Kemoeatu suffered a torn right Achilles tendon during the team's 2009 training camp. He was placed on season-ending injured reserve on August 5. Kemoeatu was released by the Panthers on March 5, 2010.

===Washington Redskins===
On March 13, 2010, Kemoeatu signed a two-year, $7 million contract with the Washington Redskins. He was released by the Redskins on July 28, 2011.
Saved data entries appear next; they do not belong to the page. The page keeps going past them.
//! Register readback validation for bring-up and integration testing.
//!
//! These helpers read registers through [`RegisterRead`] and compare them
//! with what the programming model says should be there. They are useful
//! against the mock register file as well as on a live sensor.

use crate::controls::{REG_EXPOSURE, REG_FRAME_LENGTH, REG_LONG_EXP_SHIFT, REG_ORIENTATION};
use crate::error::{Result, SensorError};
use crate::framing::{exposure_register, FrameLength};
use crate::modes::ModeDescriptor;
use crate::sequencer::{
    calibration_table, RegisterList, PDAF_GAINS, REG_BASE_SPC_GAINS_L, REG_BASE_SPC_GAINS_R,
};
use crate::traits::{RegWidth, RegisterRead};

fn expect_register<S: RegisterRead>(
    sensor: &S,
    address: u16,
    width: RegWidth,
    expected: u32,
) -> Result<()> {
    let found = sensor.read_register(address, width)?;
    if found != expected {
        return Err(SensorError::Mismatch {
            address,
            expected,
            found,
        });
    }
    Ok(())
}

/// Validates that every entry of a register list holds its listed value.
///
/// Registers written more than once are checked against their last value.
///
/// # Errors
///
/// Returns `Mismatch` for the first register that differs, or the read
/// error if the sensor is not powered.
pub fn validate_register_list<S: RegisterRead>(sensor: &S, list: &RegisterList<'_>) -> Result<()> {
    for (index, entry) in list.regs.iter().enumerate() {
        let overwritten = list
            .regs
            .iter()
            .skip(index + 1)
            .any(|later| later.address == entry.address);
        if overwritten {
            continue;
        }
        expect_register(sensor, entry.address, RegWidth::Byte, u32::from(entry.value))?;
    }
    Ok(())
}

/// Validates that both PDAF gain tables are present.
///
/// # Errors
///
/// Returns `Mismatch` for the first table entry that differs.
pub fn validate_calibration_tables<S: RegisterRead>(sensor: &S) -> Result<()> {
    let [left, right] = &PDAF_GAINS;
    for (base, pattern) in [(REG_BASE_SPC_GAINS_L, left), (REG_BASE_SPC_GAINS_R, right)] {
        let table = calibration_table(base, pattern);
        validate_register_list(sensor, &RegisterList::new("pdaf gains", &table))?;
    }
    Ok(())
}

/// Validates the frame-length and long-exposure shift registers.
///
/// # Arguments
///
/// * `sensor` - Powered sensor to read from
/// * `total_lines` - Frame length in lines, `height + vblank`
///
/// # Errors
///
/// Returns `Mismatch` if either register differs from the encoding of
/// `total_lines`.
pub fn validate_frame_length<S: RegisterRead>(sensor: &S, total_lines: u32) -> Result<()> {
    let encoded = FrameLength::encode(total_lines);
    expect_register(
        sensor,
        REG_FRAME_LENGTH,
        RegWidth::Word,
        u32::from(encoded.lines),
    )?;
    expect_register(
        sensor,
        REG_LONG_EXP_SHIFT,
        RegWidth::Byte,
        u32::from(encoded.shift),
    )
}

/// Validates the exposure register for a requested exposure in lines.
///
/// The expected value is scaled by the shift currently programmed on the
/// sensor.
pub fn validate_exposure<S: RegisterRead>(
    sensor: &S,
    mode: &ModeDescriptor,
    lines: u32,
) -> Result<()> {
    let shift = sensor.read_register(REG_LONG_EXP_SHIFT, RegWidth::Byte)?;
    let shift = u8::try_from(shift).unwrap_or(u8::MAX);
    expect_register(
        sensor,
        REG_EXPOSURE,
        RegWidth::Word,
        exposure_register(mode, lines, shift),
    )
}

/// Validates the flip register.
pub fn validate_orientation<S: RegisterRead>(sensor: &S, hflip: bool, vflip: bool) -> Result<()> {
    let expected = u32::from(hflip) | (u32::from(vflip) << 1);
    expect_register(sensor, REG_ORIENTATION, RegWidth::Byte, expected)
}
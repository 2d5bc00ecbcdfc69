//! Framing and exposure limits derived from the active mode.
//!
//! Frame length is `height + vblank` lines. When that exceeds the 16-bit
//! frame-length register, the sensor's line unit is scaled by `2^shift` and
//! both frame length and exposure are written pre-divided.

use crate::modes::ModeDescriptor;

/// Largest value of the frame-length register.
pub const FRAME_LENGTH_MAX: u32 = 0xffff;
/// Largest long-exposure shift the sensor accepts.
pub const LONG_EXP_SHIFT_MAX: u8 = 7;
/// Readout margin between frame length and the longest legal exposure, in lines.
pub const EXPOSURE_OFFSET: u32 = 48;
/// Smallest exposure the control accepts, in lines.
pub const EXPOSURE_MIN: u32 = 1;
/// Exposure control step.
pub const EXPOSURE_STEP: u32 = 1;
/// Exposure control default before any mode limits apply.
pub const EXPOSURE_DEFAULT: u32 = 0x640;
/// Exposure control maximum before any mode limits apply.
pub const EXPOSURE_MAX: u32 = FRAME_LENGTH_MAX - EXPOSURE_OFFSET;
/// Ratio between successive exposures (and gains) in HDR readout.
pub const HDR_EXPOSURE_RATIO: u8 = 4;

/// Ranges the host sees for the mode-dependent timing controls.
#[derive(Debug, Clone, Copy, PartialEq, Eq)]
pub struct FramingLimits {
    /// Pixel rate, fixed per mode.
    pub pixel_rate: u64,
    /// Horizontal blanking, fixed per mode.
    pub hblank: u32,
    /// Smallest vertical blanking.
    pub vblank_min: u32,
    /// Largest vertical blanking, bounded by the shifted frame-length range.
    pub vblank_max: u32,
    /// Vertical blanking applied on mode change.
    pub vblank_default: u32,
}

impl FramingLimits {
    /// Derive limits for `mode`.
    pub const fn for_mode(mode: &ModeDescriptor) -> Self {
        Self {
            pixel_rate: mode.pixel_rate,
            hblank: mode.line_length_pix - mode.width,
            vblank_min: mode.vblank_min,
            vblank_max: (1 << LONG_EXP_SHIFT_MAX) * FRAME_LENGTH_MAX - mode.height,
            vblank_default: mode.vblank_default,
        }
    }
}

/// Longest exposure legal with the given vertical blanking.
pub const fn exposure_max(mode: &ModeDescriptor, vblank: u32) -> u32 {
    (mode.height + vblank).saturating_sub(EXPOSURE_OFFSET)
}

/// Frame length split into the register value and its shift.
#[derive(Debug, Clone, Copy, PartialEq, Eq)]
pub struct FrameLength {
    /// Value for the 16-bit frame-length register.
    pub lines: u16,
    /// Value for the long-exposure shift register.
    pub shift: u8,
}

impl FrameLength {
    /// Encode a total frame length in lines.
    ///
    /// Totals beyond what seven halvings can represent saturate.
    pub fn encode(total: u32) -> Self {
        let mut lines = total;
        let mut shift = 0;
        while lines > FRAME_LENGTH_MAX && shift < LONG_EXP_SHIFT_MAX {
            lines >>= 1;
            shift += 1;
        }
        Self {
            lines: u16::try_from(lines).unwrap_or(u16::MAX),
            shift,
        }
    }

    /// Frame length the sensor will actually run, in lines.
    pub fn total(self) -> u32 {
        u32::from(self.lines) << self.shift
    }
}

/// Value for the exposure register given a requested exposure in lines.
///
/// The request is raised to the mode minimum, rounded down to the mode step
/// and scaled by the current long-exposure shift. In HDR modes this is the
/// longest of the three exposures.
pub fn exposure_register(mode: &ModeDescriptor, requested: u32, shift: u8) -> u32 {
    let mut lines = requested.max(mode.exposure_lines_min);
    if mode.exposure_lines_step > 0 {
        lines -= lines % mode.exposure_lines_step;
    }
    lines >> shift
}

/// Exposures the sensor derives in HDR readout, in lines.
#[derive(Debug, Clone, Copy, PartialEq, Eq)]
pub struct HdrExposures {
    /// Exposure as programmed.
    pub long: u32,
    /// `long / ratio`.
    pub medium: u32,
    /// `long / ratio²`.
    pub short: u32,
}

impl HdrExposures {
    /// Split a programmed long exposure with the given ratio.
    pub const fn derive(long: u32, ratio: u32) -> Self {
        if ratio <= 1 {
            return Self {
                long,
                medium: long,
                short: long,
            };
        }
        Self {
            long,
            medium: long / ratio,
            short: long / (ratio * ratio),
        }
    }
}

#[cfg(test)]
mod tests {
    use super::*;
    use crate::modes::CATALOG;

    fn binned_1080p() -> &'static ModeDescriptor {
        &CATALOG[1]
    }

    #[test]
    fn test_framing_limits_binned_1080p() {
        let limits = FramingLimits::for_mode(binned_1080p());
        assert_eq!(limits.pixel_rate, 585_600_000);
        assert_eq!(limits.hblank, 0x1e90 - 1920);
        assert_eq!(limits.vblank_min, 40);
        assert_eq!(limits.vblank_max, 128 * 0xffff - 1080);
        assert_eq!(limits.vblank_default, 1198);
    }

    #[test]
    fn test_exposure_max_tracks_vblank() {
        let mode = binned_1080p();
        assert_eq!(exposure_max(mode, 1198), 2230);
        for vblank in [40, 500, 1198, 60_000, 8_000_000] {
            assert_eq!(exposure_max(mode, vblank), 1080 + vblank - 48);
        }
    }

    #[test]
    fn test_frame_length_fits_without_shift() {
        for total in [1, 1120, 0x8000, 0xffff] {
            let encoded = FrameLength::encode(total);
            assert_eq!(encoded.shift, 0);
            assert_eq!(u32::from(encoded.lines), total);
        }
    }

    #[test]
    fn test_frame_length_shifted() {
        let encoded = FrameLength::encode(131_000);
        assert_eq!(encoded, FrameLength { lines: 65_500, shift: 1 });
    }

    #[test]
    fn test_frame_length_reconstruction_bounds() {
        for total in [0x1_0000, 131_071, 262_143, 1_000_001, 4_000_000, 128 * 0xffff] {
            let encoded = FrameLength::encode(total);
            let step = 1u32 << encoded.shift;
            assert!(encoded.shift <= LONG_EXP_SHIFT_MAX);
            assert!(encoded.total() <= total);
            assert!(encoded.total() + step > total, "total {total} -> {encoded:?}");
        }
    }

    #[test]
    fn test_frame_length_saturates() {
        let encoded = FrameLength::encode(u32::MAX);
        assert_eq!(encoded.shift, LONG_EXP_SHIFT_MAX);
        assert_eq!(encoded.lines, u16::MAX);
    }

    #[test]
    fn test_exposure_register_rounding() {
        let mode = binned_1080p();
        // minimum 4, step 2
        assert_eq!(exposure_register(mode, 1, 0), 4);
        assert_eq!(exposure_register(mode, 1001, 0), 1000);
        assert_eq!(exposure_register(mode, 1001, 1), 500);
    }

    #[test]
    fn test_exposure_register_hdr() {
        let hdr = &CATALOG[2];
        // minimum 8*16, step 2*16
        assert_eq!(exposure_register(hdr, 10, 0), 128);
        assert_eq!(exposure_register(hdr, 1000, 0), 992);
    }

    #[test]
    fn test_hdr_exposures() {
        let exposures = HdrExposures::derive(992, u32::from(HDR_EXPOSURE_RATIO));
        assert_eq!(exposures.medium, 248);
        assert_eq!(exposures.short, 62);
        assert_eq!(HdrExposures::derive(500, 1).short, 500);
    }
}
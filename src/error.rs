//! Error types for sensor control operations.

use embedded_hal::i2c::ErrorKind;
use thiserror::Error;

use crate::controls::ControlId;
use crate::modes::HdrMode;
use crate::traits::FourCC;

/// Fatal mismatches between the board description and what the sensor supports.
///
/// These only occur at attach time; the device does not come up.
#[derive(Debug, Clone, PartialEq, Eq, Error)]
pub enum ConfigError {
    /// Only two CSI-2 data lanes are supported.
    #[error("only 2 data lanes are supported, board has {0}")]
    UnsupportedLaneCount(u32),
    /// The board description lists no link frequency.
    #[error("link-frequency property not found")]
    MissingLinkFrequency,
    /// The first listed link frequency is not one the sensor can be programmed for.
    #[error("link frequency not supported: {0} Hz")]
    UnsupportedLinkFrequency(u64),
    /// The input clock does not run at the required rate.
    #[error("inclk frequency not supported: {0} Hz")]
    ClockRate(u32),
    /// The chip identity register did not hold the expected value.
    #[error("chip id mismatch: expected {expected:#06x}, found {found:#06x}")]
    ChipIdMismatch {
        /// Expected identity.
        expected: u32,
        /// Value read from the sensor.
        found: u32,
    },
    /// The board description could not be parsed.
    #[error("invalid board description: {0}")]
    Parse(String),
}

/// Failure to bring up one of the power resources.
#[derive(Debug, Clone, PartialEq, Eq, Error)]
pub enum PowerError {
    /// A supply rail refused to enable.
    #[error("failed to enable regulator {0}")]
    Regulator(String),
    /// The input clock refused to enable.
    #[error("failed to enable clock")]
    Clock,
}

/// Error type for sensor operations.
#[derive(Debug, Error)]
pub enum SensorError {
    /// A single register transaction failed.
    #[error("register {address:#06x} access failed: {kind}")]
    Io {
        /// Register address of the failed transaction.
        address: u16,
        /// Bus-level failure.
        kind: ErrorKind,
    },
    /// A register list was only partially applied.
    #[error("failed to write {list} at register {address:#06x}: {kind}")]
    RegisterList {
        /// Name of the list being applied.
        list: &'static str,
        /// Last address attempted.
        address: u16,
        /// Bus-level failure.
        kind: ErrorKind,
    },
    /// Board or hardware configuration mismatch.
    #[error(transparent)]
    Config(#[from] ConfigError),
    /// Power acquisition failed.
    #[error(transparent)]
    Power(#[from] PowerError),
    /// The control id is not handled by this sensor.
    #[error("control {0:#010x} is not handled")]
    UnknownControl(u32),
    /// The control cannot be written by the host.
    #[error("control {0:?} is read-only")]
    ReadOnlyControl(ControlId),
    /// The control is frozen while streaming.
    #[error("control {0:?} cannot change while streaming")]
    ControlGrabbed(ControlId),
    /// No catalog entry uses the requested format code.
    #[error("format not supported: {0}")]
    UnsupportedFormat(FourCC),
    /// No catalog entry matches the current resolution with the requested HDR variant.
    #[error("no {hdr:?} mode for {width}x{height}")]
    NoHdrVariant {
        /// Requested width.
        width: u32,
        /// Requested height.
        height: u32,
        /// Requested variant.
        hdr: HdrMode,
    },
    /// Enumeration index past the end of the catalog.
    #[error("index {0} out of range")]
    InvalidIndex(u32),
    /// The mode cannot change while streaming.
    #[error("device is streaming")]
    Busy,
    /// Diagnostic register access was requested with the sensor powered down.
    #[error("sensor is not powered")]
    NotPowered,
    /// The device lock was poisoned by a panicking holder.
    #[error("device lock poisoned")]
    LockPoisoned,
    /// A register read back a value other than the one expected.
    #[error("register {address:#06x} holds {found:#x}, expected {expected:#x}")]
    Mismatch {
        /// Register address.
        address: u16,
        /// Expected value.
        expected: u32,
        /// Value read back.
        found: u32,
    },
}

impl SensorError {
    /// Whether the error is a rejected request rather than a hardware or configuration fault.
    pub const fn is_invalid_request(&self) -> bool {
        matches!(
            self,
            Self::UnknownControl(_)
                | Self::ReadOnlyControl(_)
                | Self::ControlGrabbed(_)
                | Self::UnsupportedFormat(_)
                | Self::NoHdrVariant { .. }
                | Self::InvalidIndex(_)
                | Self::Busy
        )
    }
}

/// Result type for sensor operations.
pub type Result<T> = std::result::Result<T, SensorError>;

#[cfg(test)]
mod tests {
    use super::*;

    #[test]
    fn test_register_list_error_names_address() {
        let err = SensorError::RegisterList {
            list: "mode 1920x1080",
            address: 0x0342,
            kind: ErrorKind::Bus,
        };
        let msg = err.to_string();
        assert!(msg.contains("mode 1920x1080"));
        assert!(msg.contains("0x0342"));
    }

    #[test]
    fn test_config_error_converts() {
        let err: SensorError = ConfigError::UnsupportedLaneCount(4).into();
        assert!(matches!(err, SensorError::Config(ConfigError::UnsupportedLaneCount(4))));
        assert!(!err.is_invalid_request());
    }

    #[test]
    fn test_invalid_request_classification() {
        assert!(SensorError::UnknownControl(0x1234).is_invalid_request());
        assert!(SensorError::Busy.is_invalid_request());
        assert!(!SensorError::NotPowered.is_invalid_request());
    }
}
//! Ordered register-list application and the post-power-on calibration patch.

use log::{debug, error};

use crate::error::{Result, SensorError};
use crate::power::PowerToken;
use crate::traits::{RegWidth, RegisterBus};

/// A single 8-bit register write.
#[derive(Debug, Clone, Copy, PartialEq, Eq)]
pub struct Register {
    /// Register address.
    pub address: u16,
    /// Value written.
    pub value: u8,
}

/// Shorthand for table construction.
pub(crate) const fn reg(address: u16, value: u8) -> Register {
    Register { address, value }
}

/// A named, ordered list of register writes.
#[derive(Debug, Clone, Copy, PartialEq, Eq)]
pub struct RegisterList<'a> {
    /// Name used in diagnostics.
    pub name: &'static str,
    /// Writes in application order.
    pub regs: &'a [Register],
}

impl<'a> RegisterList<'a> {
    /// Create a named list.
    pub const fn new(name: &'static str, regs: &'a [Register]) -> Self {
        Self { name, regs }
    }
}

/// Register holding the calibration sentinel, also the first left-table entry.
pub const REG_BASE_SPC_GAINS_L: u16 = 0x7b10;
/// First right-table entry.
pub const REG_BASE_SPC_GAINS_R: u16 = 0x7c00;
/// Sentinel value present until the gain tables have been written.
pub const SPC_SENTINEL: u32 = 0x40;
/// Entries per gain table.
pub const SPC_TABLE_LEN: usize = 54;

/// PDAF pixel correction gain patterns, one per table.
pub const PDAF_GAINS: [[u8; 9]; 2] = [
    [0x4c, 0x4c, 0x4c, 0x46, 0x3e, 0x38, 0x35, 0x35, 0x35],
    [0x35, 0x35, 0x35, 0x38, 0x3e, 0x46, 0x4c, 0x4c, 0x4c],
];

/// Result of [`RegisterIo::apply_calibration_patch`].
#[derive(Debug, Clone, Copy, PartialEq, Eq)]
pub enum CalibrationOutcome {
    /// Both gain tables were written.
    Applied,
    /// The sentinel did not match; nothing was written.
    Skipped,
}

/// Build one gain table by cycling a pattern from a base address.
pub fn calibration_table(base: u16, pattern: &[u8; 9]) -> Vec<Register> {
    pattern
        .iter()
        .cycle()
        .take(SPC_TABLE_LEN)
        .zip(base..)
        .map(|(&value, address)| reg(address, value))
        .collect()
}

/// Register access on a powered sensor.
///
/// Construction requires a [`PowerToken`], so register traffic cannot be
/// issued while the sensor is powered down.
pub struct RegisterIo<'a, B> {
    bus: &'a mut B,
    _power: &'a PowerToken,
}

impl<'a, B: RegisterBus> RegisterIo<'a, B> {
    /// Bind a bus to proof that power is in use.
    pub fn new(bus: &'a mut B, power: &'a PowerToken) -> Self {
        Self { bus, _power: power }
    }

    /// Read a register.
    pub fn read(&mut self, address: u16, width: RegWidth) -> Result<u32> {
        self.bus
            .read(address, width)
            .map_err(|kind| SensorError::Io { address, kind })
    }

    /// Write a register.
    pub fn write(&mut self, address: u16, width: RegWidth, value: u32) -> Result<()> {
        self.bus
            .write(address, width, value)
            .map_err(|kind| SensorError::Io { address, kind })
    }

    /// Write every entry of `list` in order, stopping at the first failure.
    ///
    /// Entries before the failing one stay applied.
    pub fn apply_register_list(&mut self, list: &RegisterList<'_>) -> Result<()> {
        for entry in list.regs {
            if let Err(kind) = self
                .bus
                .write(entry.address, RegWidth::Byte, u32::from(entry.value))
            {
                error!(
                    "Failed to write reg {:#06x} of {}: {kind}",
                    entry.address, list.name
                );
                return Err(SensorError::RegisterList {
                    list: list.name,
                    address: entry.address,
                    kind,
                });
            }
        }
        debug!("applied {} ({} writes)", list.name, list.regs.len());
        Ok(())
    }

    /// Write the PDAF gain tables if the sentinel shows they are missing.
    pub fn apply_calibration_patch(&mut self) -> Result<CalibrationOutcome> {
        let sentinel = self.read(REG_BASE_SPC_GAINS_L, RegWidth::Byte)?;
        if sentinel != SPC_SENTINEL {
            debug!("PDAF gains already present (sentinel {sentinel:#04x})");
            return Ok(CalibrationOutcome::Skipped);
        }

        let [left, right] = &PDAF_GAINS;
        let left = calibration_table(REG_BASE_SPC_GAINS_L, left);
        let right = calibration_table(REG_BASE_SPC_GAINS_R, right);
        self.apply_register_list(&RegisterList::new("pdaf gains left", &left))?;
        self.apply_register_list(&RegisterList::new("pdaf gains right", &right))?;

        Ok(CalibrationOutcome::Applied)
    }
}

#[cfg(test)]
mod tests {
    use super::*;
    use crate::mock::MockBus;
    use embedded_hal::i2c::ErrorKind;

    const LIST: &[Register] = &[reg(0x0100, 0x00), reg(0x0136, 0x18), reg(0x0137, 0x00)];

    #[test]
    fn test_apply_register_list_in_order() {
        let mut bus = MockBus::new();
        let handle = bus.handle();
        let token = PowerToken::for_tests();
        let mut io = RegisterIo::new(&mut bus, &token);

        io.apply_register_list(&RegisterList::new("test", LIST))
            .expect("apply should succeed");

        let addresses: Vec<u16> = handle.writes().iter().map(|w| w.address).collect();
        assert_eq!(addresses, vec![0x0100, 0x0136, 0x0137]);
        assert_eq!(handle.register(0x0136), 0x18);
    }

    #[test]
    fn test_apply_register_list_stops_at_failure() {
        let mut bus = MockBus::new();
        let handle = bus.handle();
        handle.fail_writes_at(0x0136);
        let token = PowerToken::for_tests();
        let mut io = RegisterIo::new(&mut bus, &token);

        let err = io
            .apply_register_list(&RegisterList::new("test", LIST))
            .expect_err("apply should fail");

        assert!(matches!(
            err,
            SensorError::RegisterList {
                list: "test",
                address: 0x0136,
                kind: ErrorKind::Bus,
            }
        ));
        // the first write landed, the third was never attempted
        assert_eq!(handle.writes().len(), 1);
    }

    #[test]
    fn test_calibration_table_cycles_pattern() {
        let table = calibration_table(REG_BASE_SPC_GAINS_R, &PDAF_GAINS[1]);
        assert_eq!(table.len(), SPC_TABLE_LEN);
        assert_eq!(table[0], reg(0x7c00, 0x35));
        assert_eq!(table[9], reg(0x7c09, 0x35));
        assert_eq!(table[53], reg(0x7c35, 0x4c));
    }

    #[test]
    fn test_calibration_patch_applied_on_sentinel() {
        let mut bus = MockBus::new();
        let handle = bus.handle();
        let token = PowerToken::for_tests();
        let mut io = RegisterIo::new(&mut bus, &token);

        let outcome = io.apply_calibration_patch().expect("patch should succeed");

        assert_eq!(outcome, CalibrationOutcome::Applied);
        assert_eq!(handle.writes().len(), 2 * SPC_TABLE_LEN);
        assert_eq!(handle.register(0x7b10), 0x4c);
        assert_eq!(handle.register(0x7b13), 0x46);
        assert_eq!(handle.register(0x7c03), 0x38);
    }

    #[test]
    fn test_calibration_patch_skipped_without_sentinel() {
        let mut bus = MockBus::new();
        let handle = bus.handle();
        handle.set_register(REG_BASE_SPC_GAINS_L, 0x4c);
        let token = PowerToken::for_tests();
        let mut io = RegisterIo::new(&mut bus, &token);

        let outcome = io.apply_calibration_patch().expect("patch should succeed");

        assert_eq!(outcome, CalibrationOutcome::Skipped);
        assert!(handle.writes().is_empty());
    }

    #[test]
    fn test_calibration_patch_propagates_read_failure() {
        let mut bus = MockBus::new();
        let handle = bus.handle();
        handle.fail_reads(true);
        let token = PowerToken::for_tests();
        let mut io = RegisterIo::new(&mut bus, &token);

        let err = io.apply_calibration_patch().expect_err("patch should fail");
        assert!(matches!(err, SensorError::Io { address: 0x7b10, .. }));
    }
}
===Baltimore Ravens (second stint)===
On May 2, 2012, Kemoeatu returned to the Baltimore Ravens. After a one-year hiatus from football, he lost 78 pounds, from 415 down to 337, in a serious attempt to resurrect his career, he wound up winning the starting nose tackle job from Terrence Cody, starting 13 games, recording 29 tackles, one sack, and one forced fumble. Kemoeatu also would go on to win his first championship title when the Ravens won Super Bowl XLVII before retiring from football.

==NFL career statistics==

Legend
| Bold | Career high |

===Regular season===

Year: Team; Games; Tackles; Interceptions; Fumbles
GP: GS; Cmb; Solo; Ast; Sck; TFL; Int; Yds; TD; Lng; PD; FF; FR; Yds; TD
2002: BAL; 16; 1; 21; 16; 5; 2.0; 4; 0; 0; 0; 0; 0; 0; 0; 0; 0
2003: BAL; 15; 1; 23; 21; 2; 1.0; 2; 0; 0; 0; 0; 1; 0; 0; 0; 0
2004: BAL; 14; 3; 28; 20; 8; 0.0; 0; 0; 0; 0; 0; 0; 0; 0; 0; 0
2005: BAL; 16; 16; 40; 30; 10; 1.0; 3; 0; 0; 0; 0; 0; 0; 1; 0; 0
2006: CAR; 16; 13; 34; 26; 8; 0.0; 2; 0; 0; 0; 0; 1; 0; 0; 0; 0
2007: CAR; 16; 13; 47; 41; 6; 0.0; 5; 0; 0; 0; 0; 3; 0; 0; 0; 0
2008: CAR; 14; 14; 36; 31; 5; 0.0; 1; 0; 0; 0; 0; 2; 1; 0; 0; 0
2009: CAR; 0; 0; Did not play due to injury
2010: WAS; 14; 12; 29; 19; 10; 0.0; 1; 0; 0; 0; 0; 0; 0; 0; 0; 0
2012: BAL; 15; 13; 29; 15; 14; 1.0; 2; 0; 0; 0; 0; 2; 1; 0; 0; 0
Career: 136; 86; 287; 219; 68; 5.0; 20; 0; 0; 0; 0; 9; 2; 1; 0; 0

===Playoffs===

Year: Team; Games; Tackles; Interceptions; Fumbles
GP: GS; Cmb; Solo; Ast; Sck; TFL; Int; Yds; TD; Lng; PD; FF; FR; Yds; TD
2003: BAL; 1; 0; 0; 0; 0; 0.0; 0; 0; 0; 0; 0; 0; 0; 0; 0; 0
2008: CAR; 1; 1; 5; 5; 0; 0.0; 1; 0; 0; 0; 0; 0; 0; 0; 0; 0
2012: BAL; 4; 4; 10; 5; 5; 0.0; 0; 0; 0; 0; 0; 0; 0; 0; 0; 0
Career: 6; 5; 15; 10; 5; 0.0; 1; 0; 0; 0; 0; 0; 0; 0; 0; 0

==Personal life==
He is the older brother of Chris Kemoeatu, who won Super Bowl XL and Super Bowl XLIII as a member of the Pittsburgh Steelers.

On August 27, 2014, Ma'ake donated a kidney to his brother, Chris.

==Honours==
- National honours
- Order of Queen Sālote Tupou III, Member (31 July 2008).